How To Set Boundaries

Setting boundaries isn’t just about protecting your time—it’s about safeguarding your peace. Imagine your life as a house, each room representing the different spaces you share with others. Some people are welcome in the common areas, but only a select few should be allowed past the locked doors of your personal sanctuary. By filtering who adds value and who drains your energy, you create a life where interactions are intentional, relationships are fulfilling, and your time is spent wisely. Prioritizing boundaries means choosing to invest your time, rather than letting it be stolen, wasted, or spent without purpose.

Control Your Space

Think about a house, the perimeter of it is called the boundary line. It establishes where your property starts and ends, you live within those lines and make your house perfect based on your preferences.

In your house, there’s a lot of space; social, family space and personal space. You may even have your own room, the parameters of your room are your personal boundary lines, very few people are allowed to into your room without knocking first. When you think of boundaries in that way, you start to understand how to set boundaries.

Establish your boundaries and benefits

  1. What do you want from it?
  2. Who do you want there?
  3. How do you want it to be?
  4. What do you get out of it?

Once you have established what the benefits of setting boundaries are, then you get to decide who you want in your life.

Look at your contact list, how many people do you speak to on a regular basis? If you haven’t spoken to them in more than three months, delete their number, they are of no benefit to you.

From your contact list, group them into family, friends, colleagues etc.

(Medical doctors are a must have, Mr D and Takealot don’t count unless you have an online shopping addiction)

You could have 3 columns and then write the heading and where they fit:

FAMILY

FRIENDS

COLLEAGUES

   
   
   

Once you’ve filled in your columns, draw a column within each of the categories and put a tick or cross next to their name after you think about these questions…

Tick – I feel refreshed/revitalised after an interaction with this person

Cross – I feel frustrated/drained after an interaction with this person

You can now delete the crosses from your contact list, as there are people who add no value to your life, and whom you never need to interact with ever again. However, there are those miserable bosses and judgemental family and friends that arrange the gatherings and notifies you of funerals, no hope there, you are obliged to keep those numbers.

By the end of that exercise, you would have drastically shortened your contact list.

Next set of columns…

  • Who would you call in case of an emergency?
  • Who would you call when you had the best day of your life?
  • Who would you call when you had the worst day of your life?
  • Who would you call to help you dispose of the body?
  • Who would you call when you need advice on how to dispose of the body?

Your list has now been narrowed down to a handful of people, even then, there are times when the conversations and interactions drain you, that’s okay, they’re in the house but they don’t have to be in your room full time.

You have now come to the point where you have a handful of people within your house, now you get to decide under what circumstances/conditions/instances are they allowed to knock and enter your room.

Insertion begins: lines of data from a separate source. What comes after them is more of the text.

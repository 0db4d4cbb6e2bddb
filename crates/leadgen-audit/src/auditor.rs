//! Runs the three audit components concurrently and combines them.

use std::time::Duration;

use chrono::{DateTime, Utc};
use reqwest::{Client, Url};
use serde::{Deserialize, Serialize};

use crate::error::AuditError;
use crate::pagespeed::{DesktopReport, MobileReport, PageSpeedClient};
use crate::score::{recommendations, weighted_score, RevenueImpact};
use crate::ui::{analyze_ui, UiReport};

/// Combined audit result. Serialized as the lead's performance data.
#[derive(Debug, Clone, PartialEq, Serialize, Deserialize)]
#[serde(rename_all = "camelCase")]
pub struct WebsiteAudit {
    pub url: String,
    pub performance_score: u8,
    pub pagespeed: Option<DesktopReport>,
    pub ui: Option<UiReport>,
    pub mobile: Option<MobileReport>,
    pub revenue_impact: RevenueImpact,
    pub recommendations: Vec<String>,
    pub audited_at: DateTime<Utc>,
}

pub struct WebsiteAuditor {
    pagespeed: Option<PageSpeedClient>,
    client: Client,
}

impl WebsiteAuditor {
    /// `pagespeed` is optional; without it only the UI component is measured.
    ///
    /// # Errors
    ///
    /// Returns [`AuditError::Http`] if the homepage client cannot be built.
    pub fn new(
        pagespeed: Option<PageSpeedClient>,
        page_timeout: Duration,
        user_agent: &str,
    ) -> Result<Self, AuditError> {
        let client = Client::builder()
            .timeout(page_timeout)
            .connect_timeout(Duration::from_secs(5))
            .user_agent(user_agent)
            .build()?;
        Ok(Self { pagespeed, client })
    }

    /// Audits `url`. Components that fail are logged and left out of the
    /// weighted score.
    ///
    /// # Errors
    ///
    /// Returns [`AuditError::InvalidUrl`] for a non-HTTP(S) URL, or
    /// [`AuditError::NothingMeasured`] when every component failed.
    pub async fn audit(&self, url: &str) -> Result<WebsiteAudit, AuditError> {
        let parsed = Url::parse(url.trim()).map_err(|_| AuditError::InvalidUrl(url.to_string()))?;
        if !matches!(parsed.scheme(), "http" | "https") {
            return Err(AuditError::InvalidUrl(url.to_string()));
        }
        let url = parsed.as_str();

        let (desktop, ui, mobile) =
            tokio::join!(self.desktop(url), self.ui(url), self.mobile(url));

        let desktop = keep(desktop, url, "pagespeed");
        let ui = keep(ui, url, "ui");
        let mobile = keep(mobile, url, "mobile");

        let performance_score = weighted_score(
            desktop.as_ref().map(|d| d.performance),
            ui.as_ref().map(|u| u.score),
            mobile.as_ref().map(|m| m.score),
        )
        .ok_or_else(|| AuditError::NothingMeasured {
            url: url.to_string(),
        })?;

        let recommendations = recommendations(desktop.as_ref(), ui.as_ref(), mobile.as_ref());
        tracing::info!(url, performance_score, "website audit complete");

        Ok(WebsiteAudit {
            url: url.to_string(),
            performance_score,
            pagespeed: desktop,
            ui,
            mobile,
            revenue_impact: RevenueImpact::from_score(performance_score),
            recommendations,
            audited_at: Utc::now(),
        })
    }

    async fn desktop(&self, url: &str) -> Option<Result<DesktopReport, AuditError>> {
        match &self.pagespeed {
            Some(client) => Some(client.desktop_report(url).await),
            None => None,
        }
    }

    async fn mobile(&self, url: &str) -> Option<Result<MobileReport, AuditError>> {
        match &self.pagespeed {
            Some(client) => Some(client.mobile_report(url).await),
            None => None,
        }
    }

    async fn ui(&self, url: &str) -> Option<Result<UiReport, AuditError>> {
        Some(self.fetch_homepage(url).await.map(|html| analyze_ui(url, &html)))
    }

    async fn fetch_homepage(&self, url: &str) -> Result<String, AuditError> {
        let response = self
            .client
            .get(url)
            .header(reqwest::header::ACCEPT, "text/html,application/xhtml+xml")
            .send()
            .await?;
        let status = response.status();
        if !status.is_success() {
            return Err(AuditError::Status {
                status: status.as_u16(),
                endpoint: url.to_string(),
                body: String::new(),
            });
        }
        Ok(response.text().await?)
    }
}

fn keep<T>(result: Option<Result<T, AuditError>>, url: &str, component: &str) -> Option<T> {
    match result? {
        Ok(report) => Some(report),
        Err(e) => {
            tracing::warn!(url, component, error = %e, "audit component failed");
            None
        }
    }
}
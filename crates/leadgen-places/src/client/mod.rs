//! HTTP client for the Google Places (New) and Geocoding APIs.
//!
//! Every call authenticates with the same API key: Places via the
//! `X-Goog-Api-Key` header, Geocoding via the `key` query parameter.

mod details;
mod geocode;
mod search;

use std::time::Duration;

use reqwest::{Client, RequestBuilder, Url};
use serde::de::DeserializeOwned;

use crate::error::PlacesError;

const DEFAULT_PLACES_BASE_URL: &str = "https://places.googleapis.com/v1/";
const DEFAULT_GEOCODE_BASE_URL: &str = "https://maps.googleapis.com/maps/api/geocode/";

/// Error bodies longer than this are cut before they land in an error message.
const MAX_ERROR_BODY_CHARS: usize = 512;

pub(crate) const API_KEY_HEADER: &str = "X-Goog-Api-Key";
pub(crate) const FIELD_MASK_HEADER: &str = "X-Goog-FieldMask";

/// Client for Places text search, place details, and geocoding.
///
/// Use [`GooglePlacesClient::new`] for production or
/// [`GooglePlacesClient::with_base_urls`] to point at a mock server in tests.
pub struct GooglePlacesClient {
    client: Client,
    api_key: String,
    places_base: Url,
    geocode_base: Url,
}

impl std::fmt::Debug for GooglePlacesClient {
    fn fmt(&self, f: &mut std::fmt::Formatter<'_>) -> std::fmt::Result {
        f.debug_struct("GooglePlacesClient")
            .field("api_key", &"[redacted]")
            .field("places_base", &self.places_base.as_str())
            .field("geocode_base", &self.geocode_base.as_str())
            .finish_non_exhaustive()
    }
}

impl GooglePlacesClient {
    /// Creates a client pointed at the production Google endpoints.
    ///
    /// # Errors
    ///
    /// Returns [`PlacesError::MissingApiKey`] if `api_key` is blank, or
    /// [`PlacesError::Http`] if the underlying `reqwest::Client` cannot be built.
    pub fn new(api_key: &str, timeout_secs: u64, user_agent: &str) -> Result<Self, PlacesError> {
        Self::with_base_urls(
            api_key,
            timeout_secs,
            user_agent,
            DEFAULT_PLACES_BASE_URL,
            DEFAULT_GEOCODE_BASE_URL,
        )
    }

    /// Creates a client with custom base URLs (for testing with wiremock).
    ///
    /// # Errors
    ///
    /// Returns [`PlacesError::MissingApiKey`] if `api_key` is blank,
    /// [`PlacesError::InvalidBaseUrl`] if either URL does not parse, or
    /// [`PlacesError::Http`] if the `reqwest::Client` cannot be built.
    pub fn with_base_urls(
        api_key: &str,
        timeout_secs: u64,
        user_agent: &str,
        places_base: &str,
        geocode_base: &str,
    ) -> Result<Self, PlacesError> {
        if api_key.trim().is_empty() {
            return Err(PlacesError::MissingApiKey);
        }

        let client = Client::builder()
            .timeout(Duration::from_secs(timeout_secs))
            .connect_timeout(Duration::from_secs(10))
            .user_agent(user_agent)
            .build()?;

        Ok(Self {
            client,
            api_key: api_key.to_owned(),
            places_base: parse_base_url(places_base)?,
            geocode_base: parse_base_url(geocode_base)?,
        })
    }

    /// Appends path segments to the Places base URL. Segments are
    /// percent-encoded, so a place ID can never escape its own segment.
    pub(crate) fn places_url(&self, segments: &[&str]) -> Url {
        extend_path(&self.places_base, segments)
    }

    pub(crate) fn geocode_url(&self, address: &str) -> Url {
        let mut url = extend_path(&self.geocode_base, &["json"]);
        url.query_pairs_mut()
            .append_pair("address", address)
            .append_pair("key", &self.api_key);
        url
    }

    /// Sends the request, maps non-2xx to [`PlacesError::Status`], and
    /// parses the body as `T`.
    pub(crate) async fn send_json<T: DeserializeOwned>(
        &self,
        request: RequestBuilder,
        endpoint: &str,
    ) -> Result<T, PlacesError> {
        let response = request.send().await?;
        let status = response.status();
        let body = response.text().await?;

        if !status.is_success() {
            return Err(PlacesError::Status {
                status: status.as_u16(),
                endpoint: endpoint.to_string(),
                body: truncate_body(&body),
            });
        }

        serde_json::from_str(&body).map_err(|e| PlacesError::Deserialize {
            context: endpoint.to_string(),
            source: e,
        })
    }
}

fn parse_base_url(raw: &str) -> Result<Url, PlacesError> {
    // Exactly one trailing slash so path pushes land under the base path
    // instead of replacing its last segment.
    let normalised = format!("{}/", raw.trim_end_matches('/'));
    let url = Url::parse(&normalised).map_err(|e| PlacesError::InvalidBaseUrl {
        url: raw.to_string(),
        reason: e.to_string(),
    })?;
    if url.cannot_be_a_base() {
        return Err(PlacesError::InvalidBaseUrl {
            url: raw.to_string(),
            reason: "URL cannot be used as a base".to_string(),
        });
    }
    Ok(url)
}

fn extend_path(base: &Url, segments: &[&str]) -> Url {
    let mut url = base.clone();
    if let Ok(mut path) = url.path_segments_mut() {
        path.pop_if_empty().extend(segments);
    }
    url
}

fn truncate_body(body: &str) -> String {
    if body.chars().count() <= MAX_ERROR_BODY_CHARS {
        return body.to_string();
    }
    let cut: String = body.chars().take(MAX_ERROR_BODY_CHARS).collect();
    format!("{cut}…")
}

#[cfg(test)]
#[path = "../client_test.rs"]
mod tests;
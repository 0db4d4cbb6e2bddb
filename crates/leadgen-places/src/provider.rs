//! Provider seams the pipeline depends on.
//!
//! `GooglePlacesClient` implements all three traits. Tests substitute
//! in-memory fakes so orchestration can be exercised without a network.

use async_trait::async_trait;
use leadgen_core::{BoundingBox, RawPlace};

use crate::error::PlacesError;

/// Maximum results per text-search request accepted by the provider.
pub const PAGE_SIZE: u32 = 20;

/// Which fields the text-search call asks for.
#[derive(Debug, Clone, Copy, PartialEq, Eq, Default)]
pub enum SearchFieldMask {
    /// Identity, address, and rating fields only.
    Basic,
    /// Also requests phone and website so leads that are never enriched
    /// still carry contact data.
    #[default]
    WithContact,
}

impl SearchFieldMask {
    #[must_use]
    pub fn header_value(self) -> &'static str {
        match self {
            SearchFieldMask::Basic => {
                "places.id,places.displayName,places.formattedAddress,places.rating,\
                 places.userRatingCount,nextPageToken"
            }
            SearchFieldMask::WithContact => {
                "places.id,places.displayName,places.formattedAddress,places.rating,\
                 places.userRatingCount,places.websiteUri,places.nationalPhoneNumber,\
                 nextPageToken"
            }
        }
    }
}

/// One text-search page request.
#[derive(Debug, Clone, PartialEq)]
pub struct SearchRequest {
    pub query: String,
    pub page_token: Option<String>,
    pub page_size: u32,
    pub location_bias: Option<BoundingBox>,
    pub field_mask: SearchFieldMask,
}

impl SearchRequest {
    #[must_use]
    pub fn first_page(
        query: &str,
        location_bias: Option<BoundingBox>,
        field_mask: SearchFieldMask,
    ) -> Self {
        Self {
            query: query.to_string(),
            page_token: None,
            page_size: PAGE_SIZE,
            location_bias,
            field_mask,
        }
    }

    /// The same request pointed at the page behind `token`.
    #[must_use]
    pub fn next_page(&self, token: &str) -> Self {
        Self {
            page_token: Some(token.to_string()),
            ..self.clone()
        }
    }
}

/// One page of search results plus the continuation token, if any.
#[derive(Debug, Clone, Default, PartialEq)]
pub struct SearchPage {
    pub places: Vec<RawPlace>,
    pub next_page_token: Option<String>,
}

/// Per-place details used for enrichment.
#[derive(Debug, Clone, Default, PartialEq, Eq)]
pub struct PlaceDetails {
    pub phone: Option<String>,
    pub website: Option<String>,
    pub business_status: Option<String>,
    pub editorial_summary: Option<String>,
    pub review_texts: Vec<String>,
}

impl PlaceDetails {
    /// Free-text fields that may mention an email address: the editorial
    /// summary first, then at most five review texts.
    pub fn free_text(&self) -> impl Iterator<Item = &str> {
        self.editorial_summary
            .as_deref()
            .into_iter()
            .chain(self.review_texts.iter().take(5).map(String::as_str))
    }
}

#[async_trait]
pub trait SearchProvider: Send + Sync {
    /// Fetch one page of text-search results.
    ///
    /// A provider-level "no results" is an empty page, not an error.
    async fn text_search(&self, request: &SearchRequest) -> Result<SearchPage, PlacesError>;
}

#[async_trait]
pub trait DetailsProvider: Send + Sync {
    async fn place_details(&self, place_id: &str) -> Result<PlaceDetails, PlacesError>;
}

#[async_trait]
pub trait Geocoder: Send + Sync {
    /// Resolve an address to its viewport. `Ok(None)` when nothing matched.
    async fn viewport(&self, address: &str) -> Result<Option<BoundingBox>, PlacesError>;
}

If they knock, what would you open the door for?

Establish your conditions of entry

For example, they are allowed to enter to find out how you are but not to bring their clothes into your room and ask you to fold them without helping you too. Don’t let anyone dump their problems on you and expect you to fix them without also doing the work too.

Now you have a house boundary, the visitors that come and go and you have a bedroom boundary, the family and friends that are with you all the time.

You have established CLEAR boundaries and identified who adds value to your life and who negatively affects your peace.

You can apply these principles to setting boundaries with anyone. You decide who you let in and who you deny access to. Your time and your peace are your most precious gifts. Your time is your currency, decide who you want to …

  • Waste it on
  • Spend it with
  • Invest it in
  • Steal it from
  • Save it for
  • Treasure it with

I wasted my time with boyfriends that gave nothing back, only misery that I turned into lessons to lessen the misery.

I spent my time with family and friends. I got memories and learnt a lot of lessons that friends and family are only with you for as long as they see value in you. Once you no longer hold any value in their lives, they forget about you and move on to more valuable people.

I invested my time in my immediate family, my studies and myself. I got a support system, an education that no one can steal from me, and I became a humble, relatable, quirky, weird person that I am proud to be.

You can waste your time on stupid things and stupid people.

You can spend your time with a social life and learn life experiences.

You can invest your time in building and maintaining strong, healthy relationships and habits and watch your investment grow.

Stealing, saving and treasuring time are yours to decide for yourself…

By establishing boundaries, you are prioritizing who and what gets your time.

Time is the only currency you use without knowing its balance: waste, spend, invest, steal, save, treasure it WISELY.